Fiction and Mental Illness: A Lifelong Fascination

Some people collect dolls, or postcards, or cookie jars. In my house, I trip over stacks of books about people with mental illness. Depression, schizophrenia, Tourette’s, addiction — the specific malady doesn’t matter, as long as it affects the mind. Bonus points if the protagonist spends any time in a mental hospital, or if there are extended descriptions of therapy sessions.

My love for these novels and memoirs has not been simple or static. At different points in my life, I have sought out these books for vastly different reasons. These include:

Old-Fashioned Morbid Curiosity

I was a little budding psychologist in elementary school.

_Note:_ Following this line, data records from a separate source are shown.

//! Recurring tick timer with an explicit start/stop lifecycle.
//!
//! At most one timer is armed at a time: `start` on an active scheduler
//! replaces the previous timer.

use std::time::{Duration, Instant};

pub trait Scheduler {
    fn start(&mut self, period: Duration);
    fn stop(&mut self);
    fn is_active(&self) -> bool;
    /// Returns `true` when a tick is due and re-arms for the next one.
    fn poll(&mut self) -> bool;
}

/// Wall-clock scheduler. The next deadline is measured from the moment a due
/// tick is reported, so a slow tick delays the following one instead of
/// piling ticks up.
#[derive(Debug, Default)]
pub struct IntervalScheduler {
    armed: Option<Armed>,
}

#[derive(Debug)]
struct Armed {
    period: Duration,
    last_update: Instant,
}

impl IntervalScheduler {
    pub fn new() -> Self {
        Self::default()
    }

    /// Time left until the next tick, or `None` when stopped.
    pub fn time_until_due(&self) -> Option<Duration> {
        self.armed
            .as_ref()
            .map(|armed| armed.period.saturating_sub(armed.last_update.elapsed()))
    }
}

impl Scheduler for IntervalScheduler {
    fn start(&mut self, period: Duration) {
        self.armed = Some(Armed {
            period,
            last_update: Instant::now(),
        });
    }

    fn stop(&mut self) {
        self.armed = None;
    }

    fn is_active(&self) -> bool {
        self.armed.is_some()
    }

    fn poll(&mut self) -> bool {
        match &mut self.armed {
            Some(armed) if armed.last_update.elapsed() >= armed.period => {
                armed.last_update = Instant::now();
                true
            }
            _ => false,
        }
    }
}

/// Scheduler driven by hand, one tick per [`ManualScheduler::fire`].
#[derive(Debug, Default)]
pub struct ManualScheduler {
    period: Option<Duration>,
    pending: bool,
    starts: usize,
}

impl ManualScheduler {
    pub fn new() -> Self {
        Self::default()
    }

    /// Makes one tick due if the timer is running. Returns whether it was.
    pub fn fire(&mut self) -> bool {
        self.pending = self.period.is_some();
        self.pending
    }

    pub fn period(&self) -> Option<Duration> {
        self.period
    }

    /// How many times the timer has been started.
    pub fn starts(&self) -> usize {
        self.starts
    }
}

impl Scheduler for ManualScheduler {
    fn start(&mut self, period: Duration) {
        self.period = Some(period);
        self.pending = false;
        self.starts += 1;
    }

    fn stop(&mut self) {
        self.period = None;
        self.pending = false;
    }

    fn is_active(&self) -> bool {
        self.period.is_some()
    }

    fn poll(&mut self) -> bool {
        std::mem::take(&mut self.pending)
    }
}

#[cfg(test)]
mod tests {
    use super::*;

    #[test]
    fn manual_fires_once_per_fire() {
        let mut scheduler = ManualScheduler::new();
        assert!(!scheduler.fire());
        scheduler.start(Duration::from_millis(150));
        assert!(scheduler.fire());
        assert!(scheduler.poll());
        assert!(!scheduler.poll());
    }

    #[test]
    fn stop_discards_pending_tick() {
        let mut scheduler = ManualScheduler::new();
        scheduler.start(Duration::from_millis(150));
        let _ = scheduler.fire();
        scheduler.stop();
        assert!(!scheduler.is_active());
        assert!(!scheduler.poll());
    }

    #[test]
    fn interval_waits_for_period() {
        let mut scheduler = IntervalScheduler::new();
        assert!(!scheduler.poll());

        scheduler.start(Duration::from_secs(3600));
        assert!(scheduler.is_active());
        assert!(!scheduler.poll());

        scheduler.start(Duration::ZERO);
        assert!(scheduler.poll());
        scheduler.stop();
        assert!(!scheduler.poll());
        assert_eq!(scheduler.time_until_due(), None);
    }
}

All people were interesting, but people with disorders that made them eccentric or unpredictable were fascinating. I remember reading Elizabeth Benning’s “Please Don’t Go” over and over at the age of eight or nine. The main character, a teenage girl being treated for bulimia, was engaging and sympathetic — but the information about eating disorders and how they affect their sufferers interested me far more than the novel’s actual plot.

Looking back, I realize it was wrong to treat people this way, even fictional characters. No one is just a collection of interesting symptoms. But I didn’t have much of a framework for understanding this at the time. It’s not like the media of the early 90’s was full of engaging, complex, sympathetic characters struggling with mental illness — not that I can remember, anyway. The available options for reacting to the mentally ill seemed to be derision, fear, or detached curiosity. The last one seemed like the kindest approach.

A Search for Role Models

As I got older, my own mental health issues worsened. (Is that irony? I can never tell.) As I grew into an overly anxious, paranoid, sometimes suicidal teenager, I found it increasingly difficult to relate to any of the teenagers on TV or in most books. I began looking harder for characters I could actually relate to, so I could see how they held it together, how they managed their emotions, how they carved out a space for themselves in the world.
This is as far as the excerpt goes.